Given a linked list, remove the nth node from the end of list and return its head.
For example,
Given linked list: 1->2->3->4->5, and n = 2. After removing the second node from the end, the linked list becomes 1->2->3->5. Note: Given n will always be valid. Try to do this in one pass. 问题描述:给定一个链表,从链尾开始算起,删除第n个节点,并返回链表头。 看到这题,我就想到了递归,因为不采用递归的话,就无法确定倒数第n个节点。
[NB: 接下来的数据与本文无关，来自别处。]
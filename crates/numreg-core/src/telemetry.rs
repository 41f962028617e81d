//! Tracing initialisation for numreg binaries.
//!
//! Call [`init_tracing`] once at program start to configure the global
//! subscriber with an `EnvFilter` and optional JSON formatting.

use tracing::Level;
use tracing_subscriber::layer::SubscriberExt;
use tracing_subscriber::util::SubscriberInitExt;
use tracing_subscriber::{fmt, EnvFilter};

/// Initialise the global tracing subscriber.
///
/// * `json` - emit newline-delimited JSON log lines.
/// * `level` - default verbosity when `RUST_LOG` is not set.
///
/// Log output goes to stderr so it never interleaves with the report
/// lines the CLI prints on stdout. Only the first call takes effect.
pub fn init_tracing(json: bool, level: Level) {
    let env_filter =
        EnvFilter::try_from_default_env().unwrap_or_else(|_| EnvFilter::new(level.as_str()));

    if json {
        tracing_subscriber::registry()
            .with(env_filter)
            .with(
                fmt::layer()
                    .with_target(false)
                    .with_writer(std::io::stderr)
                    .json(),
            )
            .try_init()
            .ok();
    } else {
        tracing_subscriber::registry()
            .with(env_filter)
            .with(fmt::layer().with_target(false).with_writer(std::io::stderr))
            .try_init()
            .ok();
    }
}
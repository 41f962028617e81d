//! External program execution.
//!
//! On timeout only the direct child is killed (`kill_on_drop`). Processes it
//! forked, e.g. the solver behind a wrapper script, are not in its kill set
//! and may keep running; such a straggler can still write the result
//! document after the orchestrator's post-timeout reset. Point `program` at
//! the solver itself, or have the wrapper `exec` it, when using a timeout.

use std::process::Stdio;
use std::time::{Duration, Instant};

use async_trait::async_trait;
use serde::{Deserialize, Serialize};
use tokio::process::Command;

use crate::error::InvocationFailure;
use crate::invocation::InvocationSpec;

/// Outcome of one child process.
#[derive(Debug, Clone, PartialEq, Eq, Serialize, Deserialize)]
pub struct ExecutionRecord {
    /// Exit code (-1 when terminated by a signal).
    pub exit_code: i32,

    /// Captured stdout.
    pub stdout: String,

    /// Captured stderr.
    pub stderr: String,

    /// Wall time in milliseconds.
    pub duration_ms: u64,
}

impl ExecutionRecord {
    /// Whether the program exited with status 0.
    ///
    /// Informational only; the comparator decides pass/fail.
    pub fn exited_cleanly(&self) -> bool {
        self.exit_code == 0
    }
}

/// Seam between orchestration and process spawning.
#[async_trait]
pub trait ProgramExecutor: Send + Sync {
    /// Run the program described by `spec` to completion.
    async fn execute(&self, spec: &InvocationSpec) -> Result<ExecutionRecord, InvocationFailure>;
}

/// Spawns the program as a child process in the spec's working directory.
#[derive(Debug, Clone, Copy, Default)]
pub struct ProcessExecutor;

#[async_trait]
impl ProgramExecutor for ProcessExecutor {
    async fn execute(&self, spec: &InvocationSpec) -> Result<ExecutionRecord, InvocationFailure> {
        let start = Instant::now();
        let argv = spec.command_line();
        let program = argv
            .first()
            .filter(|p| !p.is_empty())
            .ok_or(InvocationFailure::EmptyProgram)?
            .clone();

        let child = Command::new(&program)
            .args(&argv[1..])
            .current_dir(spec.working_dir())
            .stdin(Stdio::null())
            .stdout(Stdio::piped())
            .stderr(Stdio::piped())
            .kill_on_drop(true)
            .spawn()
            .map_err(|source| InvocationFailure::Spawn {
                program: program.clone(),
                source,
            })?;

        // Dropping the wait future on timeout drops the child, which kills it.
        let waited = if spec.timeout_secs() > 0 {
            tokio::time::timeout(
                Duration::from_secs(spec.timeout_secs()),
                child.wait_with_output(),
            )
            .await
            .map_err(|_| InvocationFailure::TimedOut {
                program: program.clone(),
                timeout_secs: spec.timeout_secs(),
            })?
        } else {
            child.wait_with_output().await
        };
        let output = waited.map_err(|source| InvocationFailure::Wait {
            program: program.clone(),
            source,
        })?;

        Ok(ExecutionRecord {
            exit_code: output.status.code().unwrap_or(-1),
            stdout: String::from_utf8_lossy(&output.stdout).to_string(),
            stderr: String::from_utf8_lossy(&output.stderr).to_string(),
            duration_ms: start.elapsed().as_millis() as u64,
        })
    }
}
采用递归,当遍历到链尾时就是0,最后一个节点就是1,依次类推。
class Solution {
public:
int listLen(ListNode *head)
{
ListNode *p = head;
int n = 0;
while(p) {
p = p->next;
++n;
}
return n;
}
int removenode(ListNode *head, int n)
{
if(head == NULL)
return 0;
int m = removenode(head->next, n) + 1;
if(m == n + 1) {
ListNode *p = head->next;
head->next = p->next;
free(p);
}
return m;
}
ListNode *removeNthFromEnd(ListNode *head, int n) {
// IMPORTANT: Please reset any member data you declared, as
// the same Solution instance will be reused for each test case.
int len = listLen(head);
if(n == len) {
ListNode *p = head;
head = head->next;
free(p);
}
removenode(head, n);
return head;
}
};
在上面的解法中,主要有两种n需要区分,当删除的节点是第一个节点时,和删除的节点不是第一个节点时,这是因为,我的removenode()函数删除的是参数后面的那个节点,当要删除的节点是第一个节点时,它没有前面的节点,因此要分开处理。